My grief journey after losing my husband of six and a half years. I am 27, and he would have been 28, in September 2006. We have three little boys, 6, 4, and 2.

Saturday, December 09, 2006

I'm Not Ready

Sparing details, I have tried my hand at the dating world and it served the purpose of letting me know that I am not ready for that. All I wanted was to get to know other single people, and well, I am not sure how to do that, but I know it isn't as I was trying. I guess I will just let go and let God. I will hope and pray that He will help me to continue to heal and that someday He will provide someone else to love me and for me to love. In the meantime, I need to finish memorializing Mickey. I need to finish his photo album, and I need to plant the memorial garden in the Spring. I need to cry for him more, about him more and write more about my loss. I have been crying for two days.

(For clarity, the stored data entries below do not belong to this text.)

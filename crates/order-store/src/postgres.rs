use std::collections::HashMap;

use async_trait::async_trait;
use sqlx::{PgPool, Postgres, Row, Transaction, postgres::PgRow};
use uuid::Uuid;

use crate::{
    CartLine, DeliveryDetails, ItemStatus, ItemTransition, LocatedItem, Money, NewOrder, OrderId,
    OrderItemRecord, OrderQuery, OrderRecord, OrderWithItems, ProductId, Result, StoreError,
    UserId, Version,
    store::{CartStore, OrderRepository},
};

const ORDER_COLUMNS: &str = "o.id, o.buyer_id, o.delivery_address, o.phone, o.first_name, \
     o.last_name, o.city, o.region, o.estimated_delivery, o.status, o.created_at, o.updated_at";

const ITEM_COLUMNS: &str = "i.order_id, i.product_id, i.seller_id, i.product_name, i.image_urls, \
     i.variant, i.quantity, i.unit_price_cents, i.status, i.cancel_reason, i.line_no, i.version, \
     i.created_at, i.updated_at";

/// PostgreSQL-backed order store implementation.
#[derive(Clone)]
pub struct PostgresOrderStore {
    pool: PgPool,
}

impl PostgresOrderStore {
    /// Creates a new PostgreSQL order store.
    pub fn new(pool: PgPool) -> Self {
        Self { pool }
    }

    /// Gets a reference to the underlying connection pool.
    pub fn pool(&self) -> &PgPool {
        &self.pool
    }

    /// Runs the database migrations.
    pub async fn run_migrations(&self) -> std::result::Result<(), sqlx::migrate::MigrateError> {
        sqlx::migrate!("../../migrations").run(&self.pool).await
    }

    async fn delete_cart(tx: &mut Transaction<'_, Postgres>, buyer_id: UserId) -> Result<()> {
        sqlx::query("DELETE FROM cart_lines WHERE buyer_id = $1")
            .bind(buyer_id.as_uuid())
            .execute(&mut **tx)
            .await?;
        Ok(())
    }

    /// Locks the buyer's cart rows, checks that `lines` are all still there
    /// unchanged, and deletes exactly those lines.
    ///
    /// A concurrent checkout of the same cart blocks on the row locks and
    /// then finds the lines gone.
    async fn claim_cart_lines(
        tx: &mut Transaction<'_, Postgres>,
        buyer_id: UserId,
        lines: &[CartLine],
    ) -> Result<()> {
        if lines.is_empty() {
            return Ok(());
        }

        let locked = sqlx::query(
            "SELECT buyer_id, product_id, quantity, variant FROM cart_lines \
             WHERE buyer_id = $1 FOR UPDATE",
        )
        .bind(buyer_id.as_uuid())
        .fetch_all(&mut **tx)
        .await?
        .iter()
        .map(Self::row_to_cart_line)
        .collect::<Result<Vec<_>>>()?;

        if !lines.iter().all(|line| locked.contains(line)) {
            return Err(StoreError::CartChanged { buyer_id });
        }

        let product_ids: Vec<Uuid> = lines.iter().map(|l| l.product_id.as_uuid()).collect();
        sqlx::query("DELETE FROM cart_lines WHERE buyer_id = $1 AND product_id = ANY($2)")
            .bind(buyer_id.as_uuid())
            .bind(&product_ids)
            .execute(&mut **tx)
            .await?;
        Ok(())
    }

    fn row_to_cart_line(row: &PgRow) -> Result<CartLine> {
        let quantity: i32 = row.try_get("quantity")?;
        Ok(CartLine {
            buyer_id: UserId::from_uuid(row.try_get::<Uuid, _>("buyer_id")?),
            product_id: ProductId::from_uuid(row.try_get::<Uuid, _>("product_id")?),
            quantity: u32::try_from(quantity)
                .map_err(|_| StoreError::Corrupt(format!("negative cart quantity {quantity}")))?,
            variant: row.try_get("variant")?,
        })
    }

    fn parse_status(raw: &str) -> Result<ItemStatus> {
        raw.parse()
            .map_err(|e: common::UnknownStatus| StoreError::Corrupt(e.to_string()))
    }

    fn row_to_order(row: &PgRow) -> Result<OrderRecord> {
        let status: String = row.try_get("status")?;

        Ok(OrderRecord {
            id: OrderId::from_uuid(row.try_get::<Uuid, _>("id")?),
            buyer_id: UserId::from_uuid(row.try_get::<Uuid, _>("buyer_id")?),
            delivery: DeliveryDetails {
                address: row.try_get("delivery_address")?,
                phone: row.try_get("phone")?,
                first_name: row.try_get("first_name")?,
                last_name: row.try_get("last_name")?,
                city: row.try_get("city")?,
                region: row.try_get("region")?,
            },
            estimated_delivery: row.try_get("estimated_delivery")?,
            status: Self::parse_status(&status)?,
            created_at: row.try_get("created_at")?,
            updated_at: row.try_get("updated_at")?,
        })
    }

    fn row_to_item(row: &PgRow) -> Result<OrderItemRecord> {
        let status: String = row.try_get("status")?;
        let quantity: i32 = row.try_get("quantity")?;

        Ok(OrderItemRecord {
            order_id: OrderId::from_uuid(row.try_get::<Uuid, _>("order_id")?),
            product_id: ProductId::from_uuid(row.try_get::<Uuid, _>("product_id")?),
            seller_id: UserId::from_uuid(row.try_get::<Uuid, _>("seller_id")?),
            product_name: row.try_get("product_name")?,
            image_urls: row.try_get("image_urls")?,
            variant: row.try_get("variant")?,
            quantity: u32::try_from(quantity)
                .map_err(|_| StoreError::Corrupt(format!("negative quantity {quantity}")))?,
            unit_price: Money::from_cents(row.try_get("unit_price_cents")?),
            status: Self::parse_status(&status)?,
            cancel_reason: row.try_get("cancel_reason")?,
            line_no: row.try_get("line_no")?,
            version: Version::new(row.try_get("version")?),
            created_at: row.try_get("created_at")?,
            updated_at: row.try_get("updated_at")?,
        })
    }
}

#[async_trait]
impl CartStore for PostgresOrderStore {
    #[tracing::instrument(skip(self))]
    async fn read_cart_lines(&self, buyer_id: UserId) -> Result<Vec<CartLine>> {
        let rows = sqlx::query(
            r#"
            SELECT buyer_id, product_id, quantity, variant
            FROM cart_lines
            WHERE buyer_id = $1
            ORDER BY added_at ASC, product_id ASC
            "#,
        )
        .bind(buyer_id.as_uuid())
        .fetch_all(&self.pool)
        .await?;

        rows.iter().map(Self::row_to_cart_line).collect()
    }

    #[tracing::instrument(skip(self))]
    async fn clear_cart(&self, buyer_id: UserId) -> Result<()> {
        let mut tx = self.pool.begin().await?;
        Self::delete_cart(&mut tx, buyer_id).await?;
        tx.commit().await?;
        Ok(())
    }
}

#[async_trait]
impl OrderRepository for PostgresOrderStore {
    #[tracing::instrument(skip(self, order), fields(order_id = %order.id, buyer_id = %order.buyer_id))]
    async fn place_order(&self, order: NewOrder) -> Result<OrderWithItems> {
        if order.items.is_empty() {
            return Err(StoreError::EmptyOrder);
        }

        let records = order.to_records();
        let o = &records.order;

        // Dropping the transaction without commit rolls everything back.
        let mut tx = self.pool.begin().await?;

        Self::claim_cart_lines(&mut tx, o.buyer_id, &order.cart_lines).await?;

        sqlx::query(
            r#"
            INSERT INTO orders (id, buyer_id, delivery_address, phone, first_name, last_name,
                                city, region, estimated_delivery, status, created_at, updated_at)
            VALUES ($1, $2, $3, $4, $5, $6, $7, $8, $9, $10, $11, $12)
            "#,
        )
        .bind(o.id.as_uuid())
        .bind(o.buyer_id.as_uuid())
        .bind(&o.delivery.address)
        .bind(&o.delivery.phone)
        .bind(&o.delivery.first_name)
        .bind(&o.delivery.last_name)
        .bind(&o.delivery.city)
        .bind(&o.delivery.region)
        .bind(o.estimated_delivery)
        .bind(o.status.as_str())
        .bind(o.created_at)
        .bind(o.updated_at)
        .execute(&mut *tx)
        .await?;

        for item in &records.items {
            let quantity = i32::try_from(item.quantity)
                .map_err(|_| StoreError::Corrupt(format!("quantity {} overflows", item.quantity)))?;

            sqlx::query(
                r#"
                INSERT INTO order_items (order_id, product_id, seller_id, product_name, image_urls,
                                         variant, quantity, unit_price_cents, status, cancel_reason,
                                         line_no, version, created_at, updated_at)
                VALUES ($1, $2, $3, $4, $5, $6, $7, $8, $9, $10, $11, $12, $13, $14)
                "#,
            )
            .bind(item.order_id.as_uuid())
            .bind(item.product_id.as_uuid())
            .bind(item.seller_id.as_uuid())
            .bind(&item.product_name)
            .bind(&item.image_urls)
            .bind(&item.variant)
            .bind(quantity)
            .bind(item.unit_price.cents())
            .bind(item.status.as_str())
            .bind(&item.cancel_reason)
            .bind(item.line_no)
            .bind(item.version.as_i64())
            .bind(item.created_at)
            .bind(item.updated_at)
            .execute(&mut *tx)
            .await?;
        }

        tx.commit().await?;
        Ok(records)
    }

    #[tracing::instrument(skip(self))]
    async fn find_item(
        &self,
        order_id: OrderId,
        product_id: ProductId,
    ) -> Result<Option<LocatedItem>> {
        let sql = format!(
            "SELECT {ITEM_COLUMNS}, o.buyer_id FROM order_items i \
             JOIN orders o ON o.id = i.order_id \
             WHERE i.order_id = $1 AND i.product_id = $2"
        );

        let row: Option<PgRow> = sqlx::query(&sql)
            .bind(order_id.as_uuid())
            .bind(product_id.as_uuid())
            .fetch_optional(&self.pool)
            .await?;

        match row {
            Some(row) => Ok(Some(LocatedItem {
                buyer_id: UserId::from_uuid(row.try_get::<Uuid, _>("buyer_id")?),
                item: Self::row_to_item(&row)?,
            })),
            None => Ok(None),
        }
    }

    #[tracing::instrument(
        skip(self, transition),
        fields(order_id = %transition.order_id, product_id = %transition.product_id, status = %transition.status)
    )]
    async fn transition_item(&self, transition: ItemTransition) -> Result<OrderItemRecord> {
        let mut tx = self.pool.begin().await?;

        let sql = format!(
            "UPDATE order_items AS i \
             SET status = $1, cancel_reason = $2, version = i.version + 1, updated_at = $3 \
             WHERE i.order_id = $4 AND i.product_id = $5 AND i.version = $6 \
             RETURNING {ITEM_COLUMNS}"
        );

        let row: Option<PgRow> = sqlx::query(&sql)
            .bind(transition.status.as_str())
            .bind(&transition.cancel_reason)
            .bind(transition.at)
            .bind(transition.order_id.as_uuid())
            .bind(transition.product_id.as_uuid())
            .bind(transition.expected_version.as_i64())
            .fetch_optional(&mut *tx)
            .await?;

        let Some(row) = row else {
            let current: Option<i64> = sqlx::query_scalar(
                "SELECT version FROM order_items WHERE order_id = $1 AND product_id = $2",
            )
            .bind(transition.order_id.as_uuid())
            .bind(transition.product_id.as_uuid())
            .fetch_optional(&mut *tx)
            .await?;

            return Err(match current {
                Some(actual) => StoreError::StaleItem {
                    order_id: transition.order_id,
                    product_id: transition.product_id,
                    expected: transition.expected_version,
                    actual: Version::new(actual),
                },
                None => StoreError::ItemNotFound {
                    order_id: transition.order_id,
                    product_id: transition.product_id,
                },
            });
        };

        let item = Self::row_to_item(&row)?;

        sqlx::query("UPDATE orders SET updated_at = $1 WHERE id = $2")
            .bind(transition.at)
            .bind(transition.order_id.as_uuid())
            .execute(&mut *tx)
            .await?;

        tx.commit().await?;
        Ok(item)
    }

    #[tracing::instrument(skip(self))]
    async fn find_orders(&self, query: OrderQuery) -> Result<Vec<OrderWithItems>> {
        let mut sql = format!("SELECT {ORDER_COLUMNS} FROM orders o WHERE 1=1");
        let mut param_count = 0;

        // Build dynamic query
        if query.order_id.is_some() {
            param_count += 1;
            sql.push_str(&format!(" AND o.id = ${param_count}"));
        }
        if query.buyer_id.is_some() {
            param_count += 1;
            sql.push_str(&format!(" AND o.buyer_id = ${param_count}"));
        }
        if query.seller_id.is_some() {
            param_count += 1;
            sql.push_str(&format!(
                " AND EXISTS (SELECT 1 FROM order_items s WHERE s.order_id = o.id AND s.seller_id = ${param_count})"
            ));
        }

        sql.push_str(" ORDER BY o.created_at DESC, o.id ASC");

        if query.limit.is_some() {
            param_count += 1;
            sql.push_str(&format!(" LIMIT ${param_count}"));
        }
        if query.offset.is_some() {
            param_count += 1;
            sql.push_str(&format!(" OFFSET ${param_count}"));
        }

        let mut orders_query = sqlx::query(&sql);

        if let Some(id) = query.order_id {
            orders_query = orders_query.bind(id.as_uuid());
        }
        if let Some(buyer) = query.buyer_id {
            orders_query = orders_query.bind(buyer.as_uuid());
        }
        if let Some(seller) = query.seller_id {
            orders_query = orders_query.bind(seller.as_uuid());
        }
        // Past i64::MAX there is nothing left to page through.
        if let Some(limit) = query.limit {
            orders_query = orders_query.bind(i64::try_from(limit).unwrap_or(i64::MAX));
        }
        if let Some(offset) = query.offset {
            orders_query = orders_query.bind(i64::try_from(offset).unwrap_or(i64::MAX));
        }

        let orders = orders_query
            .fetch_all(&self.pool)
            .await?
            .iter()
            .map(Self::row_to_order)
            .collect::<Result<Vec<_>>>()?;

        if orders.is_empty() {
            return Ok(Vec::new());
        }

        let order_ids: Vec<Uuid> = orders.iter().map(|o| o.id.as_uuid()).collect();

        // Seller scoping happens here, so other sellers' rows are never fetched.
        let item_rows = match query.seller_id {
            Some(seller) => {
                let sql = format!(
                    "SELECT {ITEM_COLUMNS} FROM order_items i \
                     WHERE i.order_id = ANY($1) AND i.seller_id = $2 \
                     ORDER BY i.order_id, i.line_no"
                );
                sqlx::query(&sql)
                    .bind(&order_ids)
                    .bind(seller.as_uuid())
                    .fetch_all(&self.pool)
                    .await?
            }
            None => {
                let sql = format!(
                    "SELECT {ITEM_COLUMNS} FROM order_items i \
                     WHERE i.order_id = ANY($1) \
                     ORDER BY i.order_id, i.line_no"
                );
                sqlx::query(&sql)
                    .bind(&order_ids)
                    .fetch_all(&self.pool)
                    .await?
            }
        };

        let mut items_by_order: HashMap<OrderId, Vec<OrderItemRecord>> = HashMap::new();
        for row in &item_rows {
            let item = Self::row_to_item(row)?;
            items_by_order.entry(item.order_id).or_default().push(item);
        }

        Ok(orders
            .into_iter()
            .map(|order| OrderWithItems {
                items: items_by_order.remove(&order.id).unwrap_or_default(),
                order,
            })
            .collect())
    }
}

I want to put up more Christmas decorations, but I can't reach most of the stuff that he used to reach. That made me cry. I miss him and I want him here. I don't want to do any of this alone. I am more alone all the time, and it will keep getting that way because every one is going a different direction and will continue spreading out and getting busy in their own lives and I will spend a lot of nights alone here. I hate that. I would really like to have some single friends that don't have spouses or significant others to have to be devoted to. To be able to go out and hang out a couple of times a month with other people like me would be nice. However, I don't see that happening because I don't know any 20-early 30-something single people with or without children. I don't even know where to meet people or even where to go. I don't know how to do this because I never have. School...I will keep myself busy with school and take joy in my boys and my family. It will be nice when everyone is home at Christmas time. So, if anyone has anything to do, ever want someone to go to the movies with, shopping with, having a party, think of me so that I can be just Katie sometimes.